# Data supplied

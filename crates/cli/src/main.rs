use std::io::{BufRead, Write};
use std::str::FromStr;
use std::sync::Arc;
use std::time::Duration;

use anyhow::{anyhow, Context, Result};
use chrono::{DateTime, Utc};
use clap::{ArgAction, Args, Parser, Subcommand};
use tokio::signal;
use tracing::{info, warn};
use wl_apply::{
    manifest::check_stdin_confirmation, load_manifest, ApplyRequest, Confirm, FlagInputs, ManifestSource, Pipeline,
    TailOptions, WaitOptions,
};
use wl_core::{Identity, Workload, WorkloadClient, READY_CONDITION};
use wl_kubehub::KubeWorkloadClient;
use wl_ops::{ImgpkgPublisher, KubeLogTailer};

#[derive(Parser, Debug)]
#[command(name = "wlctl", version, about = "Apply and inspect supply chain workloads")]
struct Cli {
    /// Kubernetes namespace (default: current context)
    #[arg(short = 'n', long = "namespace", global = true)]
    namespace: Option<String>,

    #[command(subcommand)]
    command: Commands,
}

#[derive(Subcommand, Debug)]
enum Commands {
    /// Workload lifecycle
    Workload {
        #[command(subcommand)]
        command: WorkloadCommands,
    },
}

#[derive(Subcommand, Debug)]
enum WorkloadCommands {
    /// Create or update a workload from flags and/or a manifest
    Apply(Box<ApplyArgs>),
    /// Show a workload and its readiness
    Get {
        name: String,
    },
}

#[derive(Args, Debug)]
struct ApplyArgs {
    /// Workload name (defaults to metadata.name from --file)
    name: Option<String>,
    /// Manifest path, or "-" for stdin
    #[arg(short = 'f', long = "file")]
    file: Option<String>,
    /// Application the workload is part of
    #[arg(long = "app")]
    app: Option<String>,
    /// Workload type, e.g. web
    #[arg(short = 't', long = "type")]
    workload_type: Option<String>,
    /// Label "key=value", "key-" to delete
    #[arg(short = 'l', long = "label")]
    labels: Vec<String>,
    /// Annotation "key=value", "key-" to delete
    #[arg(long = "annotation")]
    annotations: Vec<String>,
    /// Runtime env var "NAME=value", "NAME-" to delete
    #[arg(short = 'e', long = "env")]
    env: Vec<String>,
    /// Build env var "NAME=value", "NAME-" to delete
    #[arg(long = "build-env")]
    build_env: Vec<String>,
    /// Param "name=value", "name-" to delete
    #[arg(short = 'p', long = "param")]
    params: Vec<String>,
    /// Param with a YAML/JSON value "name=<yaml>"
    #[arg(long = "param-yaml")]
    param_yaml: Vec<String>,
    #[arg(long = "debug", action = ArgAction::SetTrue)]
    debug: bool,
    #[arg(long = "live-update", action = ArgAction::SetTrue)]
    live_update: bool,
    /// Pre-built runnable image (exclusive with source flags)
    #[arg(long = "image")]
    image: Option<String>,
    #[arg(long = "git-repo")]
    git_repo: Option<String>,
    #[arg(long = "git-branch")]
    git_branch: Option<String>,
    #[arg(long = "git-tag")]
    git_tag: Option<String>,
    #[arg(long = "git-commit")]
    git_commit: Option<String>,
    /// Source bundle image
    #[arg(long = "source-image")]
    source_image: Option<String>,
    /// Local directory to publish to --source-image and use as the source
    #[arg(long = "local-path")]
    local_path: Option<String>,
    /// Path inside the source to build from
    #[arg(long = "sub-path")]
    sub_path: Option<String>,
    /// Service claim "name=apiVersion:kind[:namespace]:refName", "name-" to delete
    #[arg(long = "service-ref")]
    service_refs: Vec<String>,
    /// Service account; "" clears it
    #[arg(long = "service-account")]
    service_account: Option<String>,
    #[arg(long = "limit-cpu")]
    limit_cpu: Option<String>,
    #[arg(long = "limit-memory")]
    limit_memory: Option<String>,
    #[arg(long = "request-cpu")]
    request_cpu: Option<String>,
    #[arg(long = "request-memory")]
    request_memory: Option<String>,
    /// Print the resulting workload instead of submitting it
    #[arg(long = "dry-run", action = ArgAction::SetTrue)]
    dry_run: bool,
    /// Accept all prompts
    #[arg(short = 'y', long = "yes", action = ArgAction::SetTrue)]
    yes: bool,
    /// Wait for the workload to become ready
    #[arg(long = "wait", action = ArgAction::SetTrue)]
    wait: bool,
    #[arg(long = "wait-timeout", env = "WLCTL_WAIT_TIMEOUT", default_value = "10m", value_parser = humantime::parse_duration)]
    wait_timeout: Duration,
    /// Tail build and runtime logs while waiting (implies --wait)
    #[arg(long = "tail", action = ArgAction::SetTrue)]
    tail: bool,
    /// Like --tail, with timestamps
    #[arg(long = "tail-timestamp", action = ArgAction::SetTrue)]
    tail_timestamp: bool,
}

impl ApplyArgs {
    fn flag_inputs(&self, namespace: Option<String>) -> FlagInputs {
        FlagInputs {
            name: self.name.clone(),
            namespace,
            app: self.app.clone(),
            workload_type: self.workload_type.clone(),
            labels: self.labels.clone(),
            annotations: self.annotations.clone(),
            env: self.env.clone(),
            build_env: self.build_env.clone(),
            params: self.params.clone(),
            param_yaml: self.param_yaml.clone(),
            debug: self.debug,
            live_update: self.live_update,
            image: self.image.clone(),
            git_repo: self.git_repo.clone(),
            git_branch: self.git_branch.clone(),
            git_tag: self.git_tag.clone(),
            git_commit: self.git_commit.clone(),
            source_image: self.source_image.clone(),
            local_path: self.local_path.clone(),
            sub_path: self.sub_path.clone(),
            service_refs: self.service_refs.clone(),
            service_account: self.service_account.clone(),
            limit_cpu: self.limit_cpu.clone(),
            limit_memory: self.limit_memory.clone(),
            request_cpu: self.request_cpu.clone(),
            request_memory: self.request_memory.clone(),
        }
    }

    fn wait_options(&self) -> Option<WaitOptions> {
        let tail = (self.tail || self.tail_timestamp)
            .then(|| TailOptions { since: Duration::from_secs(1), timestamps: self.tail_timestamp });
        (self.wait || tail.is_some()).then(|| WaitOptions { timeout: self.wait_timeout, tail })
    }
}

fn init_tracing() {
    let env = std::env::var("WLCTL_LOG").unwrap_or_else(|_| "info".to_string());
    let filter = tracing_subscriber::EnvFilter::from_str(&env).unwrap_or_else(|_| tracing_subscriber::EnvFilter::new("info"));
    // stdout carries the user transcript
    tracing_subscriber::fmt().with_env_filter(filter).with_target(true).with_writer(std::io::stderr).init();
}

fn init_metrics() {
    if let Ok(addr) = std::env::var("WLCTL_METRICS_ADDR") {
        if let Ok(sock) = addr.parse::<std::net::SocketAddr>() {
            let builder = metrics_exporter_prometheus::PrometheusBuilder::new();
            match builder.with_http_listener(sock).install() {
                Ok(_) => tracing::info!(addr = %addr, "Prometheus metrics exporter listening"),
                Err(e) => tracing::warn!(error = %e, "failed to install metrics exporter"),
            }
        } else {
            tracing::warn!(addr = %addr, "invalid WLCTL_METRICS_ADDR; expected host:port");
        }
    }
}

/// Prompts on stdout, answers from stdin.
struct StdinConfirm;

impl Confirm for StdinConfirm {
    fn confirm(&mut self, prompt: &str) -> bool {
        print!("{} [yN]: ", prompt);
        let _ = std::io::stdout().flush();
        let mut answer = String::new();
        if std::io::stdin().lock().read_line(&mut answer).is_err() {
            return false;
        }
        matches!(answer.trim().to_ascii_lowercase().as_str(), "y" | "yes")
    }
}

async fn run_apply(args: &ApplyArgs, namespace: Option<String>) -> Result<()> {
    let kube = wl_kubehub::kube_client().await?;
    let client = KubeWorkloadClient::new(kube.clone());
    let default_namespace = client.default_namespace().to_string();

    let file = match args.file.as_deref() {
        Some(arg) => {
            let src = ManifestSource::from_arg(arg);
            check_stdin_confirmation(&src, args.yes, args.dry_run)?;
            Some(load_manifest(&src)?)
        }
        None => None,
    };
    let flags = args.flag_inputs(namespace);
    let local_source = flags.local_source()?;
    let req = ApplyRequest {
        file,
        flags: flags.into_layer()?,
        local_source,
        default_namespace,
        dry_run: args.dry_run,
        assume_yes: args.yes,
        wait: args.wait_options(),
    };
    info!(dry_run = req.dry_run, wait = req.wait.is_some(), "workload apply invoked");

    let mut pipeline = Pipeline::new(Arc::new(client));
    if req.wait.and_then(|w| w.tail).is_some() {
        pipeline = pipeline.with_tailer(Arc::new(KubeLogTailer::new(kube)));
    }
    if req.local_source.is_some() {
        pipeline = pipeline.with_publisher(Arc::new(ImgpkgPublisher::default()));
    }
    let mut out = std::io::stdout();
    let report = pipeline.run(&req, &mut StdinConfirm, &mut out).await?;
    report.into_result()?;
    Ok(())
}

/// One-line readiness summary for `workload get`.
fn describe_ready(w: &Workload, now: DateTime<Utc>) -> String {
    let Some(c) = w.condition(READY_CONDITION) else {
        return "Ready: <unknown>".to_string();
    };
    let mut line = format!("Ready: {}", c.status);
    if let Some(reason) = c.reason.as_deref().filter(|r| !r.is_empty()) {
        line.push_str(&format!(" ({})", reason));
    }
    let since = c
        .last_transition_time
        .as_deref()
        .and_then(|t| DateTime::parse_from_rfc3339(t).ok())
        .and_then(|t| (now - t.with_timezone(&Utc)).to_std().ok());
    if let Some(age) = since {
        let rounded = Duration::from_secs(age.as_secs());
        line.push_str(&format!(" for {}", humantime::format_duration(rounded)));
    }
    if let Some(msg) = c.message.as_deref().filter(|m| !m.is_empty()) {
        line.push_str(&format!("\n  {}", msg));
    }
    line
}

async fn run_get(name: &str, namespace: Option<String>) -> Result<()> {
    let client = KubeWorkloadClient::try_default().await?;
    let ns = namespace.unwrap_or_else(|| client.default_namespace().to_string());
    let id = Identity::new(ns, name);
    let w = client.get(&id).await.with_context(|| format!("getting workload {}", id))?;
    print!("{}", w.manifest_yaml()?);
    println!("{}", describe_ready(&w, Utc::now()));
    Ok(())
}

#[tokio::main]
async fn main() -> Result<()> {
    init_tracing();
    init_metrics();
    let cli = Cli::parse();

    let work = async {
        match cli.command {
            Commands::Workload { command: WorkloadCommands::Apply(args) } => run_apply(&args, cli.namespace).await,
            Commands::Workload { command: WorkloadCommands::Get { name } } => run_get(&name, cli.namespace).await,
        }
    };
    tokio::select! {
        res = work => res,
        _ = signal::ctrl_c() => {
            warn!("interrupted");
            Err(anyhow!("interrupted"))
        }
    }
}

# Problem
Only a number is asked for here: the count of lines in the records that hold "format".

# Result of this task
5